Que todo valga no significa que todo sea bueno
El texto, como documento aislado, no supone un peligro. Sin embargo, si semejantes opiniones se enmarcaran dentro de una campaña de comunicación mediática, podrían hacer mucho daño al influir a personas que no han terminado de forjar una opinión fundamentada en datos objetivos. Lo que se escribe no es ilegal (como tampoco lo fueron los comentarios de Valtonyc o los tuits sobre el Holocausto), aunque sí inmoral: flirtea con los límites de la ética. Por si fuera poco, también contradice el código deontológico de la FAPE (ese que muchos periodistas no saben ni que existe, pues no le deben obediencia), que recomienda abstenerse de aludir, de modo despectivo o con prejuicios, a la raza, color, religión y origen de la persona. ¿Dónde queda la ética periodística en este caso? ¿Qué aporta a nuestra sociedad civilizada una avalancha de necedades? ¿Tienen estos comentarios relevancia social o son solo un expositorio del resentimiento personal del autor? ¿Deben publicarse? Que cada uno saque sus propias conclusiones.
A Hawking lo insultaron porque era ateo. No importan sus descubrimientos. Algunos personajes que se denominan a sí mismos «profesionales de la comunicación» hacen gala de una superioridad moral ultraconservadora sin darse cuenta de que es culpa suya que «las iglesias estén vacías» y el periodismo tan desprestigiado.

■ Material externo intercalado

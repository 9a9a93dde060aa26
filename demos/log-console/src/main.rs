//! Log shipping and cursor paging against an in-process collector.
//!
//! Run with: cargo run -p log-console-demo
//!
//! Records emitted through `tracing` are buffered by a `LogShipper` and shipped
//! to a console "collector" that drops every third batch with a timeout, so the
//! retry policy is visible. A small in-memory database serves a paged query.

use std::{
    path::PathBuf,
    sync::{
        Arc, Mutex,
        atomic::{AtomicUsize, Ordering},
    },
    time::Duration,
};

use mdstudio_core::{AsyncValue, Claims, ClaimsContext, Document, Error, RpcSurface, SessionId};
use mdstudio_db::{Database, FindOptions, Model, RemoteDatabase};
use mdstudio_logging::{LogSession, LogShipper, Record, ShipperConfig, ShipperLayer};
use serde_json::json;
use tracing_subscriber::{layer::SubscriberExt, util::SubscriberInitExt};
use uuid::Uuid;

const PAGE_SIZE: usize = 2;

/// Collector that prints shipped batches and times out on every third one.
struct ConsoleSession {
    id: SessionId,
    root: PathBuf,
    batches: AtomicUsize,
}

impl LogSession for ConsoleSession {
    fn id(&self) -> SessionId {
        self.id
    }

    fn component_root_path(&self) -> PathBuf {
        self.root.clone()
    }

    fn flush_logs(&self, records: Vec<Record>) -> AsyncValue<()> {
        let batch = self.batches.fetch_add(1, Ordering::Relaxed) + 1;
        AsyncValue::from_future(async move {
            tokio::time::sleep(Duration::from_millis(50)).await;
            if batch % 3 == 0 {
                return Err(Error::Timeout(format!("collector dropped batch {batch}")));
            }
            for record in &records {
                println!(
                    "[batch {batch}] {} {:<5} {}: {}",
                    record.time, record.level, record.source, record.message
                );
            }
            Ok(())
        })
    }
}

/// Serves `find_many` and `more` from memory, `PAGE_SIZE` documents at a time.
struct LocalBus {
    documents: Vec<Document>,
    offset: Mutex<usize>,
}

impl LocalBus {
    fn page(&self, from_start: bool) -> Document {
        let mut offset = self.offset.lock().unwrap_or_else(std::sync::PoisonError::into_inner);
        if from_start {
            *offset = 0;
        }
        let end = (*offset + PAGE_SIZE).min(self.documents.len());
        let results = self.documents[*offset..end].to_vec();
        *offset = end;
        json!({ "cursorId": 1, "alive": end < self.documents.len(), "results": results })
    }
}

impl RpcSurface for LocalBus {
    fn call(&self, procedure: &str, _args: Document, claims: Claims) -> AsyncValue<Document> {
        tracing::debug!(procedure, ?claims, "Bus call");
        match procedure {
            "mdstudio.db.endpoint.find_many" => AsyncValue::resolved(self.page(true)),
            "mdstudio.db.endpoint.more" => AsyncValue::resolved(self.page(false)),
            other => AsyncValue::failed(Error::Application {
                uri: other.to_string(),
                message: "not served by the demo bus".to_string(),
            }),
        }
    }
}

#[tokio::main]
async fn main() -> anyhow::Result<()> {
    let config = ShipperConfig {
        flush_interval_ms: 500,
        timeout_retry_ms: vec![300, 100],
        ..ShipperConfig::default()
    };
    let shipper = Arc::new(LogShipper::new(config));

    tracing_subscriber::registry()
        .with(tracing_subscriber::fmt::layer())
        .with(ShipperLayer::new(Arc::clone(&shipper)))
        .with(
            tracing_subscriber::EnvFilter::try_from_default_env()
                .unwrap_or_else(|_| "info".into()),
        )
        .init();

    let root = std::env::temp_dir().join("mdstudio-log-console");
    let session = Arc::new(ConsoleSession {
        id: Uuid::new_v4(),
        root,
        batches: AtomicUsize::new(0),
    });
    shipper.start_flushing(session.clone()).await;
    let flusher = Arc::clone(&shipper).spawn_flusher();

    let bus = LocalBus {
        documents: (1..=5).map(|n| json!({ "structure": n, "energy": -10.0 * f64::from(n) })).collect(),
        offset: Mutex::new(0),
    };
    let database: Arc<dyn Database> = Arc::new(RemoteDatabase::new(bus, ClaimsContext::group("demo")));
    let model = Model::new(database, "structures");

    let mut cursor = model.find_many(json!({}), &FindOptions::default()).await?;
    let energies = cursor
        .query()
        .select(|document| document["energy"].as_f64().unwrap_or_default())
        .to_list()
        .await?;
    tracing::info!(count = energies.len(), "Read structures");

    for step in 0..12 {
        tracing::info!(step, "Simulation step finished");
        tokio::time::sleep(Duration::from_millis(150)).await;
    }

    flusher.abort();
    shipper.flush_logs().await?;
    shipper.pause_flushing(session.id).await;
    shipper.shutdown().await;
    Ok(())
}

Personalmente me avergüenzo de compartir profesión y religión con semejantes manipuladores de la opinión pública y mercachifles del discurso del horror y la beligerancia. Pero lo que más me avergüenza es que medios de comunicación generalistas tengan la indecencia de permitir que estos Torquemadas modernos, charlatanes fanáticos y sin escrúpulos herederos de la «Santísima» Inquisición isabelina, escupan a quienes emiten juicios de valor que chocan contra sus principios.
Lo que necesita el periodismo moderno es que esta «casta invencible» de rancio conservadurismo evangelista desaparezca y deje que los auténticos profesionales de la comunicación iluminen el camino desde la moderación, el amor a la objetividad, la cordura y la estimulación de las conciencias a través de la verdad, tanto en los análisis como en las opiniones. Que todo valga no significa que todo sea bueno, y menos en una sociedad permeable a los comentarios ajenos y tan dada al sensacionalismo. Quien pueda entender, que entienda.